Gadis itu melepas sedikit tawanya, kembali menurunkan kelingking yang tadi ada di hadapannya. "Lupakan," kata Sojung saat menolak berjanji dengan Seokjin. "Aku akan mengurus semuanya sendiri. Menjaga harga diriku, untuk diriku sendiri, bukan untuk menepati janjiku padamu ... atau justru demi dirimu."
Seokjin merasa ada sesuatu yang menyentuh hatinya. Tak tahu harus berbicara seperti apa lagi, lantas dia hanya tersenyum tipis untuk menghadapi gadis di hadapannya. Tangannya terangkat, untuk bertengger sebentar di atas kepala Sojung. "Lakukan yang terbaik untuk dirimu sendiri."
Sojung menurunkan tangan Seokjin. Tatapannya jelas menunjukkan sirat ketidaksukaan. Lantas Sojung hanya membalas, "*Alji."
Lagi-lagi Seokjin hanya bisa tersenyum tipis akan penolakan gadis itu. Tidak bisakah Sojung mengerti, bahwa Seokjin begini karena laki-laki itu peduli pada dirinya? Bahkan melebihi rasa peduli terhadap diri laki-laki itu sendiri.
Tak bisakah Sojung sadar, bahwa Seokjin menaruh rasa yang amat dalam pada gadis itu?
Sungguh ... kalau ada orang lain yang tahu tentang perasaan Seokjin, juga penolakan yang terus-menerus Sojung lakukan, laki-laki itu pasti terlihat sangat menyedihkan. Kehilangan harga diri ... untuk perempuan yang mungkin tidak sempurna―tapi memang Sojung, perempuan yang Seokjin inginkan.
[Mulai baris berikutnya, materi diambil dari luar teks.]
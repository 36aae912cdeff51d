//! Starter documents.
//!
//! Each template is kept as MJML source and parsed once into a prototype. Callers only
//! ever receive copies with fresh ids, so two instantiations never share a node id.

use serde::Serialize;
use std::sync::OnceLock;

use crate::document::MjmlDocument;
use crate::head::HeadSettings;
use crate::node::{clone_document_with_new_ids, Node};
use crate::parser::parse_mjml;
use crate::schema::ComponentType;

#[derive(Debug, Clone, Serialize)]
pub struct Template {
    pub id: &'static str,
    pub name: &'static str,
    pub description: &'static str,
    pub category: &'static str,
    #[serde(skip)]
    source: &'static str,
}

static TEMPLATES: &[Template] = &[
    Template {
        id: "blank",
        name: "Blank",
        description: "One empty section with a single column",
        category: "basic",
        source: "",
    },
    Template {
        id: "welcome",
        name: "Welcome",
        description: "Greeting for new subscribers with a call to action",
        category: "onboarding",
        source: WELCOME,
    },
    Template {
        id: "newsletter",
        name: "Newsletter",
        description: "Header, two-column stories and a social footer",
        category: "content",
        source: NEWSLETTER,
    },
    Template {
        id: "promotion",
        name: "Promotion",
        description: "Hero image, discount code and a large button",
        category: "marketing",
        source: PROMOTION,
    },
    Template {
        id: "receipt",
        name: "Receipt",
        description: "Order summary table with totals",
        category: "transactional",
        source: RECEIPT,
    },
    Template {
        id: "announcement",
        name: "Announcement",
        description: "Single headline with supporting text and a divider",
        category: "content",
        source: ANNOUNCEMENT,
    },
];

const WELCOME: &str = r##"<mjml>
  <mj-head>
    <mj-title>Welcome aboard</mj-title>
    <mj-preview>Thanks for signing up</mj-preview>
    <mj-attributes>
      <mj-all font-family="Helvetica, Arial, sans-serif" />
    </mj-attributes>
  </mj-head>
  <mj-body background-color="#f4f4f4">
    <mj-section background-color="#ffffff">
      <mj-column>
        <mj-image src="https://placehold.co/200x60" width="200px" alt="Logo" />
        <mj-text font-size="24px" align="center">Welcome aboard!</mj-text>
        <mj-text align="center">We are glad to have you. Here is how to get started.</mj-text>
        <mj-button href="https://example.com/start" background-color="#2e58ff">Get started</mj-button>
      </mj-column>
    </mj-section>
  </mj-body>
</mjml>
"##;

const NEWSLETTER: &str = r##"<mjml>
  <mj-head>
    <mj-title>Monthly newsletter</mj-title>
  </mj-head>
  <mj-body>
    <mj-section>
      <mj-column>
        <mj-text font-size="28px" font-weight="bold">This month</mj-text>
        <mj-divider border-width="1px" border-color="#dddddd" />
      </mj-column>
    </mj-section>
    <mj-section>
      <mj-column>
        <mj-image src="https://placehold.co/280x160" alt="First story" />
        <mj-text font-size="18px">First story</mj-text>
        <mj-text>A short summary of the first story.</mj-text>
      </mj-column>
      <mj-column>
        <mj-image src="https://placehold.co/280x160" alt="Second story" />
        <mj-text font-size="18px">Second story</mj-text>
        <mj-text>A short summary of the second story.</mj-text>
      </mj-column>
    </mj-section>
    <mj-section>
      <mj-column>
        <mj-social>
          <mj-social-element name="facebook" href="https://facebook.com">Facebook</mj-social-element>
          <mj-social-element name="twitter" href="https://twitter.com">Twitter</mj-social-element>
        </mj-social>
      </mj-column>
    </mj-section>
  </mj-body>
</mjml>
"##;

const PROMOTION: &str = r##"<mjml>
  <mj-head>
    <mj-title>Sale</mj-title>
    <mj-preview>25% off everything this weekend</mj-preview>
  </mj-head>
  <mj-body>
    <mj-section padding="0">
      <mj-column>
        <mj-image src="https://placehold.co/600x300" alt="Sale" padding="0" />
      </mj-column>
    </mj-section>
    <mj-section background-color="#fff4e5">
      <mj-column>
        <mj-text font-size="32px" align="center" color="#c2410c">25% OFF</mj-text>
        <mj-text align="center">Use code <b>WEEKEND25</b> at checkout.</mj-text>
        <mj-button href="https://example.com/shop" background-color="#c2410c" font-size="18px">Shop now</mj-button>
      </mj-column>
    </mj-section>
  </mj-body>
</mjml>
"##;

const RECEIPT: &str = r##"<mjml>
  <mj-head>
    <mj-title>Your receipt</mj-title>
  </mj-head>
  <mj-body>
    <mj-section>
      <mj-column>
        <mj-text font-size="20px">Thanks for your order</mj-text>
        <mj-table>
          <tr style="border-bottom:1px solid #ecedee;text-align:left;">
            <th>Item</th>
            <th>Qty</th>
            <th>Price</th>
          </tr>
          <tr>
            <td>Widget</td>
            <td>1</td>
            <td>$10.00</td>
          </tr>
        </mj-table>
        <mj-divider border-width="1px" border-color="#ecedee" />
        <mj-text align="right" font-weight="bold">Total: $10.00</mj-text>
      </mj-column>
    </mj-section>
  </mj-body>
</mjml>
"##;

const ANNOUNCEMENT: &str = r##"<mjml>
  <mj-body>
    <mj-section>
      <mj-column>
        <mj-text font-size="26px" align="center">Big news</mj-text>
        <mj-divider width="50%" />
        <mj-text align="center">Tell your readers what changed and why it matters to them.</mj-text>
        <mj-spacer height="30px" />
      </mj-column>
    </mj-section>
  </mj-body>
</mjml>
"##;

fn prototypes() -> &'static [MjmlDocument] {
    static PROTOTYPES: OnceLock<Vec<MjmlDocument>> = OnceLock::new();
    PROTOTYPES.get_or_init(|| TEMPLATES.iter().map(build_prototype).collect())
}

fn build_prototype(template: &Template) -> MjmlDocument {
    if template.source.is_empty() {
        return blank_document();
    }
    parse_mjml(template.source).unwrap_or_else(|err| {
        tracing::debug!(template = template.id, error = %err, "template source did not parse");
        blank_document()
    })
}

fn blank_document() -> MjmlDocument {
    MjmlDocument::new(empty_root(), HeadSettings::new())
}

/// `mjml` → `mj-body` → `mj-section` → `mj-column`, with fresh ids.
fn empty_root() -> Node {
    let column = Node::empty(ComponentType::Column);
    let section = Node::empty(ComponentType::Section).with_children(vec![column]);
    let body = Node::empty(ComponentType::Body).with_children(vec![section]);
    Node::empty(ComponentType::Mjml).with_children(vec![body])
}

/// The template catalog.
pub fn templates() -> &'static [Template] {
    TEMPLATES
}

pub fn find_template(id: &str) -> Option<&'static Template> {
    TEMPLATES.iter().find(|t| t.id == id)
}

impl Template {
    /// A new document from this template. Every node gets a fresh id.
    pub fn instantiate(&self) -> MjmlDocument {
        let prototype = TEMPLATES
            .iter()
            .position(|t| t.id == self.id)
            .and_then(|i| prototypes().get(i));
        match prototype {
            Some(doc) => MjmlDocument::new(clone_document_with_new_ids(&doc.root), doc.head.clone()),
            None => blank_document(),
        }
    }
}

/// Instantiate a catalog entry by id.
pub fn instantiate_template(id: &str) -> Option<MjmlDocument> {
    find_template(id).map(Template::instantiate)
}

/// The minimal valid document used when no template is chosen.
pub fn empty_document() -> MjmlDocument {
    blank_document()
}
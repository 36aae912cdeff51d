use regex::Regex;
use std::collections::HashSet;
use std::sync::OnceLock;

use crate::error::{MjmlError, MjmlResult};
use crate::head::HeadSettings;
use crate::node::Node;
use crate::schema::{can_contain, get_component_definition, AttributeKind, LOCKED_ATTRIBUTE};

/// Validate a tree, returning the first problem found in document order.
pub fn validate_tree(root: &Node) -> MjmlResult<()> {
    match collect_issues(root).into_iter().next() {
        Some(err) => Err(err),
        None => Ok(()),
    }
}

/// Every problem in the tree: duplicate ids, schema violations and invalid
/// attribute values. `mj-raw` nodes may appear under any parent.
pub fn collect_issues(root: &Node) -> Vec<MjmlError> {
    let mut issues = Vec::new();
    let mut seen = HashSet::new();
    check_node(root, None, &mut seen, &mut issues);
    issues
}

fn check_node<'a>(
    node: &'a Node,
    parent: Option<&Node>,
    seen: &mut HashSet<&'a str>,
    issues: &mut Vec<MjmlError>,
) {
    if !seen.insert(node.id.as_str()) {
        issues.push(MjmlError::DuplicateId {
            id: node.id.clone(),
        });
    }
    if let Some(parent) = parent {
        if !node.is_raw() && !can_contain(parent.node_type, node.node_type) {
            issues.push(MjmlError::SchemaViolation {
                parent: parent.node_type.tag().to_string(),
                child: node.node_type.tag().to_string(),
            });
        }
    }
    let def = get_component_definition(node.node_type);
    if node.content.is_some() && !def.ending_tag {
        issues.push(MjmlError::ValidationError(format!(
            "<{}> cannot carry text content",
            def.tag
        )));
    }
    for (name, value) in &node.props {
        if let Err(err) = validate_attribute(node, name, value) {
            issues.push(err);
        }
    }
    for child in &node.children {
        check_node(child, Some(node), seen, issues);
    }
}

/// Check one attribute value against the component's declared kind. Attributes the
/// schema does not declare are accepted as is.
pub fn validate_attribute(node: &Node, name: &str, value: &str) -> MjmlResult<()> {
    let def = get_component_definition(node.node_type);
    let invalid = |reason: String| MjmlError::InvalidAttribute {
        component: def.tag.to_string(),
        attribute: name.to_string(),
        value: value.to_string(),
        reason,
    };

    if name == LOCKED_ATTRIBUTE {
        return match value {
            "" | "true" | "false" => Ok(()),
            _ => Err(invalid("must be \"true\" or \"false\"".to_string())),
        };
    }
    let Some(attr) = def.attribute(name) else {
        return Ok(());
    };

    match attr.kind {
        AttributeKind::Color => validate_color(value).map_err(invalid),
        AttributeKind::Unit => validate_unit(value).map_err(invalid),
        AttributeKind::Enum(allowed) => {
            if allowed.contains(&value) {
                Ok(())
            } else {
                Err(invalid(format!("must be one of: {}", allowed.join(", "))))
            }
        }
        AttributeKind::Url => validate_url(value).map_err(invalid),
        AttributeKind::Boolean => match value {
            "true" | "false" => Ok(()),
            _ => Err(invalid("must be \"true\" or \"false\"".to_string())),
        },
        AttributeKind::Integer => value
            .trim()
            .parse::<i64>()
            .map(|_| ())
            .map_err(|_| invalid("must be an integer".to_string())),
        AttributeKind::Text => Ok(()),
    }
}

/// Hex (`#rgb`, `#rrggbb`, `#rrggbbaa`), `rgb()`/`rgba()` or a named color.
pub fn validate_color(value: &str) -> Result<(), String> {
    static COLOR_REGEX: OnceLock<Regex> = OnceLock::new();
    let re = COLOR_REGEX.get_or_init(|| {
        Regex::new(
            r"^(#([0-9a-fA-F]{3}|[0-9a-fA-F]{6}|[0-9a-fA-F]{8})|rgba?\(\s*\d{1,3}\s*,\s*\d{1,3}\s*,\s*\d{1,3}\s*(,\s*(0|1|0?\.\d+)\s*)?\)|[a-zA-Z]+)$",
        )
        .unwrap()
    });
    if re.is_match(value.trim()) {
        Ok(())
    } else {
        Err("must be a hex color (e.g. #ff0000), rgb()/rgba() or a named color".to_string())
    }
}

/// One to four lengths (`10px`, `50%`, `1.5em`, `0`), as in CSS shorthands.
pub fn validate_unit(value: &str) -> Result<(), String> {
    static UNIT_REGEX: OnceLock<Regex> = OnceLock::new();
    let re = UNIT_REGEX.get_or_init(|| {
        Regex::new(r"^(-?\d+(\.\d+)?(px|%|em|rem|pt)?|auto)(\s+(-?\d+(\.\d+)?(px|%|em|rem|pt)?|auto)){0,3}$")
            .unwrap()
    });
    if re.is_match(value.trim()) {
        Ok(())
    } else {
        Err("must be 1 to 4 lengths such as 10px, 50% or 0".to_string())
    }
}

fn validate_url(value: &str) -> Result<(), String> {
    let trimmed = value.trim();
    if trimmed.to_ascii_lowercase().starts_with("javascript:") {
        return Err("script URLs are not allowed".to_string());
    }
    if trimmed.chars().any(char::is_whitespace) {
        return Err("must not contain whitespace".to_string());
    }
    Ok(())
}

/// Validate head settings: named fonts with usable URLs and a length breakpoint.
pub fn validate_head(head: &HeadSettings) -> MjmlResult<()> {
    for font in &head.fonts {
        if font.name.trim().is_empty() {
            return Err(MjmlError::ValidationError(
                "mj-font must have a name".to_string(),
            ));
        }
        validate_url(&font.href).map_err(|reason| {
            MjmlError::ValidationError(format!("mj-font '{}' href: {}", font.name, reason))
        })?;
    }
    if let Some(breakpoint) = &head.breakpoint {
        validate_unit(breakpoint).map_err(|reason| {
            MjmlError::ValidationError(format!("mj-breakpoint width '{}': {}", breakpoint, reason))
        })?;
    }
    Ok(())
}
"Ahn Seokjin, na kanda!" Sojung menepuk-nepuk lengan laki-laki itu, kemudian berjalan menjauh. Pergi ke arah sebrang, tempat di mana cafe yang Sooyoung minta berada.
"Ya, selesaikan semuanya! Aku menunggumu kembali!" balas Seokjin, saat Sojung sudah berada di zebra crossing, melintasi beberapa garis putih untuk bisa sampai di sebrang.
Seokjin menunggu, sampai Sojung tiba di sebrang. Perempuan itu menoleh lagi padanya. Dia berteriak, "Kembali! Kau bisa kehabisan jam makan siang jika terus di situ!"
Seokjin mengulum senyumannya. "Ya. Aku akan segera kembali untuk makan siang. Sampai jumpa!"
Sojung membalas Seokjin dengan deheman dan anggukan. Gadis itu kembali pada posisinya, kemudian melangkah pergi menghilang dari gapaian pandangan Seokjin.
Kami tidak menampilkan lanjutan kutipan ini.